_Work required:_ Among the lines below, copy exactly those from the one with "let span = match self" through the one with "fn focus_input(&mut self)", counting both ends.

• • •

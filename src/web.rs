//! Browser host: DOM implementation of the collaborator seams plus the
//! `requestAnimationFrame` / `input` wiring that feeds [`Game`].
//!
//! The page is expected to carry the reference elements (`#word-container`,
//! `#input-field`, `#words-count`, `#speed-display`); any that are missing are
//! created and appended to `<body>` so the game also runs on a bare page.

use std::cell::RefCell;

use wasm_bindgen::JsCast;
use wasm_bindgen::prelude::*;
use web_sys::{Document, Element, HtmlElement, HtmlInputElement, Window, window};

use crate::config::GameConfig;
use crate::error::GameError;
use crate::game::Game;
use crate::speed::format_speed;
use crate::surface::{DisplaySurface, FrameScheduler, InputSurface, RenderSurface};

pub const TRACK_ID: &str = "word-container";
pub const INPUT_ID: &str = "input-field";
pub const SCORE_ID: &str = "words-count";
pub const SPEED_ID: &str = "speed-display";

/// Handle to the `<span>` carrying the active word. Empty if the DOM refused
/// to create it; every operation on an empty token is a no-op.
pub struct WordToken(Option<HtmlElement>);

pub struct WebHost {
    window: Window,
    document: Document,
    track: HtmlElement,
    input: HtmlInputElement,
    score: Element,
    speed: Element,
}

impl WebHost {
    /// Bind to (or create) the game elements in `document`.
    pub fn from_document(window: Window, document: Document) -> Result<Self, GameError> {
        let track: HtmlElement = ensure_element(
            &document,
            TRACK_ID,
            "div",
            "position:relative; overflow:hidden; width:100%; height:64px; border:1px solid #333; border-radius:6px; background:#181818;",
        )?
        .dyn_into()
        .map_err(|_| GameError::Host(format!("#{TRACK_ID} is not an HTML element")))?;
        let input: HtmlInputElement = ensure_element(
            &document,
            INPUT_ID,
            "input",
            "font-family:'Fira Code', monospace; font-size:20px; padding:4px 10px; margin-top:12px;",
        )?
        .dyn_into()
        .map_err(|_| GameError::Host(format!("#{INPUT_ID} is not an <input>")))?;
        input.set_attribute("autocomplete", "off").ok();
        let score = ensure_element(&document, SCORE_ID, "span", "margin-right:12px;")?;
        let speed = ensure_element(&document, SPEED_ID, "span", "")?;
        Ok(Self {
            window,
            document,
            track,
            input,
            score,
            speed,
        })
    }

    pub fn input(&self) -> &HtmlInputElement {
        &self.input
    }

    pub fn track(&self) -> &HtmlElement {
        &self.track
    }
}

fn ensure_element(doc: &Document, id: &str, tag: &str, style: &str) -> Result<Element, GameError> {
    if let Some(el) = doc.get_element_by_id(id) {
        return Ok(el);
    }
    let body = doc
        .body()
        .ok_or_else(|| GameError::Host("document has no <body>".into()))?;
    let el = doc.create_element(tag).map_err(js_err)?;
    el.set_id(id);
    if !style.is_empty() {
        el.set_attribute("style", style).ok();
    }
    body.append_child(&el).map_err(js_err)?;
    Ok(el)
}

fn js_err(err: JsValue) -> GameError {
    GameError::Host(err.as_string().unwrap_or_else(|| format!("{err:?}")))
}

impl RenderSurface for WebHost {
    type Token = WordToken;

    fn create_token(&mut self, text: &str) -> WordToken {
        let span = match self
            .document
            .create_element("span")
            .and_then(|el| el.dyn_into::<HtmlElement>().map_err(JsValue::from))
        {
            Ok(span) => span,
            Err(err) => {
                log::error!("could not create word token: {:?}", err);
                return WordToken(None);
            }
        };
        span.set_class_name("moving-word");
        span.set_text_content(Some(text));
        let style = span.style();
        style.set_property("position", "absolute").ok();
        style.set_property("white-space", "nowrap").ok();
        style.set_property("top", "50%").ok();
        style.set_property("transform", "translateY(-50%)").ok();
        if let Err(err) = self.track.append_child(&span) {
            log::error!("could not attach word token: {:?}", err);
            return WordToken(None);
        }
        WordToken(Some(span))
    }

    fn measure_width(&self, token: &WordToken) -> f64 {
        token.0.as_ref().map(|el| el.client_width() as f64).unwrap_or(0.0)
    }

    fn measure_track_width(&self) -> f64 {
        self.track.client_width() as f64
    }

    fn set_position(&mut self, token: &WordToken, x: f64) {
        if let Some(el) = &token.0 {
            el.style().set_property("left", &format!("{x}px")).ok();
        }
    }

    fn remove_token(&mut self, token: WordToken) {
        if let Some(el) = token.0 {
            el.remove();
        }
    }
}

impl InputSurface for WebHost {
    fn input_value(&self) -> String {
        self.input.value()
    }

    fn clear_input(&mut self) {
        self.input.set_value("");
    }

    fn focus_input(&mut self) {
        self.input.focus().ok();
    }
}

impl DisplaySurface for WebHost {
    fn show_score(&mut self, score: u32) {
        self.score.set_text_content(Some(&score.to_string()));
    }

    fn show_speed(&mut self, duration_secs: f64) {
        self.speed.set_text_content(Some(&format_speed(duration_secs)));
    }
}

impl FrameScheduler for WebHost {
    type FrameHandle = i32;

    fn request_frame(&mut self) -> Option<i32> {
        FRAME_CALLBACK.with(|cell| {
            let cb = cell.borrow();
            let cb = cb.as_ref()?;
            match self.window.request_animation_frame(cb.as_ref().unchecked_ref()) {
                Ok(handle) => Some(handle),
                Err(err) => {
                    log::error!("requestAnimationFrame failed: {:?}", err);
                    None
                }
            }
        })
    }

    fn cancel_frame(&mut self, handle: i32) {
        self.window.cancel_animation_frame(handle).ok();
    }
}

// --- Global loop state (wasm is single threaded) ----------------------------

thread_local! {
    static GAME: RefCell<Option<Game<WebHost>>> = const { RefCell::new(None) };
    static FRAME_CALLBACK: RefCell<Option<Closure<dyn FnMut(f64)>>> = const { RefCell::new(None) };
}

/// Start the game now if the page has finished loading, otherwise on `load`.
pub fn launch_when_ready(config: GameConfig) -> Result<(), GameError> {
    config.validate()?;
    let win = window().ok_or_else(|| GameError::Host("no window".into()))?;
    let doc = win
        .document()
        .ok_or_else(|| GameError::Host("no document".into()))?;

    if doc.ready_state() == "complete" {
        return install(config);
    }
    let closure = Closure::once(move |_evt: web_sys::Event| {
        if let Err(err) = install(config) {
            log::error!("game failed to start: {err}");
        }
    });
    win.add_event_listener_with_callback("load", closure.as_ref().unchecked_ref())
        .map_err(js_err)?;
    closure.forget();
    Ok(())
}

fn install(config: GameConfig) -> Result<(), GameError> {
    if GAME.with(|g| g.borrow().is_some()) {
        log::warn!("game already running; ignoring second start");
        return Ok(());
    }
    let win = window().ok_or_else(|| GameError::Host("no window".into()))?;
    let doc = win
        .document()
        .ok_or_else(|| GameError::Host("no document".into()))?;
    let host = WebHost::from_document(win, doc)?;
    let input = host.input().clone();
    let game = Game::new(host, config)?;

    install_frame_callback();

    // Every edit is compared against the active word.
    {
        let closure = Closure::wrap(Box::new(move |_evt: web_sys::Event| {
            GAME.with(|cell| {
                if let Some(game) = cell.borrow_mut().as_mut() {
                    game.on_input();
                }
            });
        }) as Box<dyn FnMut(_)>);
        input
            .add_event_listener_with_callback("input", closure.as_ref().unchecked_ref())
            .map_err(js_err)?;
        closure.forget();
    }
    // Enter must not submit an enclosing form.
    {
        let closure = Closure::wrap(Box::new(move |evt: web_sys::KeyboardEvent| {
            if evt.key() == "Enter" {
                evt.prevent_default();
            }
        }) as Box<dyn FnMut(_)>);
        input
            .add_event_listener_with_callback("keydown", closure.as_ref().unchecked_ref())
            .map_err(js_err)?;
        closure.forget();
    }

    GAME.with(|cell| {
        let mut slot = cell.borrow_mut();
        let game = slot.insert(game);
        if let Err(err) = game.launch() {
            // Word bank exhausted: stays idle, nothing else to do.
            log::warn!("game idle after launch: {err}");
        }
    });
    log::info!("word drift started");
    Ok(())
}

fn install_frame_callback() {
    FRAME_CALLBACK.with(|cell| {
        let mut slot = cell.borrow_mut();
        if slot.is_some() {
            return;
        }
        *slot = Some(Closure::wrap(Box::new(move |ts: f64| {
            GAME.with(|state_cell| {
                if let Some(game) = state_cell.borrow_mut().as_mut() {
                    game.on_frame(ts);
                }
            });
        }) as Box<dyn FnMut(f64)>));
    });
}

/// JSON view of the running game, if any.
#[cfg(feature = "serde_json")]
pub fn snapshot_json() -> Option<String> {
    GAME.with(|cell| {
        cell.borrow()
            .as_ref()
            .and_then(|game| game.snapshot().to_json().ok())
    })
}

• • •

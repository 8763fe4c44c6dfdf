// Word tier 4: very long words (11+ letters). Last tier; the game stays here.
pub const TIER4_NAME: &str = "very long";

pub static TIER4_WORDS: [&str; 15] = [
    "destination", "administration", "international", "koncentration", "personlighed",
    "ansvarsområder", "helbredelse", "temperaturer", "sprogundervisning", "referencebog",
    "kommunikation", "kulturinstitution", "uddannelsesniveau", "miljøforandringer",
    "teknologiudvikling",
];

• • •

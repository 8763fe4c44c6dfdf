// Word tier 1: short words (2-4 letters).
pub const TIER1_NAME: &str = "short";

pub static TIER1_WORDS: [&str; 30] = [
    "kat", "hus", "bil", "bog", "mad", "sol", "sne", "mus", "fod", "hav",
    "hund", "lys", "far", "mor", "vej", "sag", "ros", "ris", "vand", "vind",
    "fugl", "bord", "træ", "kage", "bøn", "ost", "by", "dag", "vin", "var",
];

• • •

_The answer:_
        let span = match self
            .document
            .create_element("span")
            .and_then(|el| el.dyn_into::<HtmlElement>().map_err(JsValue::from))
        {
            Ok(span) => span,
            Err(err) => {
                log::error!("could not create word token: {:?}", err);
                return WordToken(None);
            }
        };
        span.set_class_name("moving-word");
        span.set_text_content(Some(text));
        let style = span.style();
        style.set_property("position", "absolute").ok();
        style.set_property("white-space", "nowrap").ok();
        style.set_property("top", "50%").ok();
        style.set_property("transform", "translateY(-50%)").ok();
        if let Err(err) = self.track.append_child(&span) {
            log::error!("could not attach word token: {:?}", err);
            return WordToken(None);
        }
        WordToken(Some(span))
    }

    fn measure_width(&self, token: &WordToken) -> f64 {
        token.0.as_ref().map(|el| el.client_width() as f64).unwrap_or(0.0)
    }

    fn measure_track_width(&self) -> f64 {
        self.track.client_width() as f64
    }

    fn set_position(&mut self, token: &WordToken, x: f64) {
        if let Some(el) = &token.0 {
            el.style().set_property("left", &format!("{x}px")).ok();
        }
    }

    fn remove_token(&mut self, token: WordToken) {
        if let Some(el) = token.0 {
            el.remove();
        }
    }
}

impl InputSurface for WebHost {
    fn input_value(&self) -> String {
        self.input.value()
    }

    fn clear_input(&mut self) {
        self.input.set_value("");
    }

    fn focus_input(&mut self) {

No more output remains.